Consider the following strategy. Suppose that [math]\displaystyle{ k\lt d }[/math] balls have been drawn from the bin so far. Flip a coin with probability of HEADS being [math]\displaystyle{ k/n }[/math]. If HEADS appears, then pick one of the [math]\displaystyle{ k }[/math] previously drawn balls uniformly at random; otherwise, draw a random ball from the bin. Show that each choice is independently and uniformly distributed over the space of the [math]\displaystyle{ n }[/math] original balls. How many times can we repeat the sampling?

Problem 2

(Due to Karger and Motwani)

• Let [math]\displaystyle{ S,T }[/math] be two disjoint subsets of a universe [math]\displaystyle{ U }[/math] such that [math]\displaystyle{ |S|=|T|=n }[/math]. Suppose we select a random set [math]\displaystyle{ R\subseteq U }[/math] by independently sampling each element of [math]\displaystyle{ U }[/math] with probability [math]\displaystyle{ p }[/math]. We say that the random sample [math]\displaystyle{ R }[/math] is good if the following two conditions hold: [math]\displaystyle{ R\cap S=\emptyset }[/math] and [math]\displaystyle{ R\cap T\neq\emptyset }[/math]. SHow that for [math]\displaystyle{ p=1/n }[/math], the probability that [math]\displaystyle{ R }[/math] is good is larger than some positive constant.

• Suppose now that the random set [math]\displaystyle{ R }[/math] is chosen by sampling the elements of [math]\displaystyle{ U }[/math] with only pairwise independence.

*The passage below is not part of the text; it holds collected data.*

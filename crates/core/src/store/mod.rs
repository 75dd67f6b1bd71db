//! Persistence seams used by the services.
//!
//! [`ViolationStore`] and [`AccountStore`] are implemented by the sea-orm
//! repositories for production and by in-memory maps for tests and local
//! development.

mod database;
mod memory;

use async_trait::async_trait;
use compliance_common::AppResult;
use compliance_db::entities::account;

use crate::lifecycle::ViolationPatch;
use crate::model::{Actor, Role, Violation};

pub use memory::{MemoryAccountStore, MemoryViolationStore};

/// Which violations a listing covers.
#[derive(Debug, Clone, PartialEq, Eq)]
pub enum ViolationQuery {
    /// Every record.
    All,
    /// Records reported by a staff account.
    ReportedBy(String),
    /// Records filed against a student ID.
    Student(String),
}

impl ViolationQuery {
    /// The records `actor` is allowed to see.
    #[must_use]
    pub fn for_actor(actor: &Actor) -> Self {
        match actor.role {
            Role::Admin => Self::All,
            Role::Staff => Self::ReportedBy(actor.id.clone()),
            Role::Student => Self::Student(actor.student_id.clone().unwrap_or_default()),
        }
    }

    /// Whether `record` falls inside this query.
    #[must_use]
    pub fn matches(&self, record: &Violation) -> bool {
        match self {
            Self::All => true,
            Self::ReportedBy(id) => record.reported_by == *id,
            Self::Student(student_id) => {
                !student_id.is_empty() && record.student_id == *student_id
            }
        }
    }
}

/// Violation persistence.
#[async_trait]
pub trait ViolationStore: Send + Sync {
    /// Store a new record.
    async fn insert(&self, violation: Violation) -> AppResult<Violation>;

    /// Fetch one record, or `NotFound`.
    async fn get(&self, id: &str) -> AppResult<Violation>;

    /// Records matching `query`, newest first.
    async fn find(&self, query: &ViolationQuery) -> AppResult<Vec<Violation>>;

    /// Persist `patch` if the stored revision still equals
    /// `patch.expected_revision`, returning the updated record.
    ///
    /// Fails with `Conflict` when the revision moved and `NotFound` when the
    /// record is gone.
    async fn update(&self, patch: &ViolationPatch) -> AppResult<Violation>;
}

/// Account persistence.
#[async_trait]
pub trait AccountStore: Send + Sync {
    /// Store a new account. Duplicate emails fail with `Conflict`.
    async fn insert(&self, account: account::Model) -> AppResult<account::Model>;

    /// Look up an account by lowercased email.
    async fn find_by_email(&self, email: &str) -> AppResult<Option<account::Model>>;

    /// Look up an account by session token.
    async fn find_by_token(&self, token: &str) -> AppResult<Option<account::Model>>;

    /// Replace an account's session token.
    async fn update_token(&self, id: &str, token: &str) -> AppResult<account::Model>;
}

Show that for a suitable choice of the value of [math]\displaystyle{ p }[/math], the probability that [math]\displaystyle{ R }[/math] is good is larger than some positive constant. (Hint: Use the second moment.)

(The hint for the second question was wrong. The second question is now optional and use whatever tools you can come up with.)

Problem 3

1. Generalize the LazySelect algorithm for the [math]\displaystyle{ k }[/math]-selection problem: Given as input an array of [math]\displaystyle{ n }[/math] distinct numbers and an integer [math]\displaystyle{ k }[/math], find the [math]\displaystyle{ k }[/math]th smallest number in the array.
2. Use the Chernoff bounds instead of Chebyshev's inequality in the analysis of the LazySelect Algorithm and try to use as few random samples as possible.

Problem 4

(Generalization of Chernoff bound to the sum of geometric random variables.)

Let [math]\displaystyle{ X_1,X_2,\ldots,X_n }[/math] be independent geometrically distributed random variables each having expectation 2 (each of the [math]\displaystyle{ X_i }[/math] is an independent experiment counting the number of tosses of an unbiased coin up to and including the first HEADS). Let [math]\displaystyle{ X=\sum_{i=1}^n X_i }[/math] and [math]\displaystyle{ \delta }[/math] be a positive real constant. Use the moment generating functions to derive the best upper bound you can give on [math]\displaystyle{ \Pr[X\gt (1+\delta)(2n)] }[/math].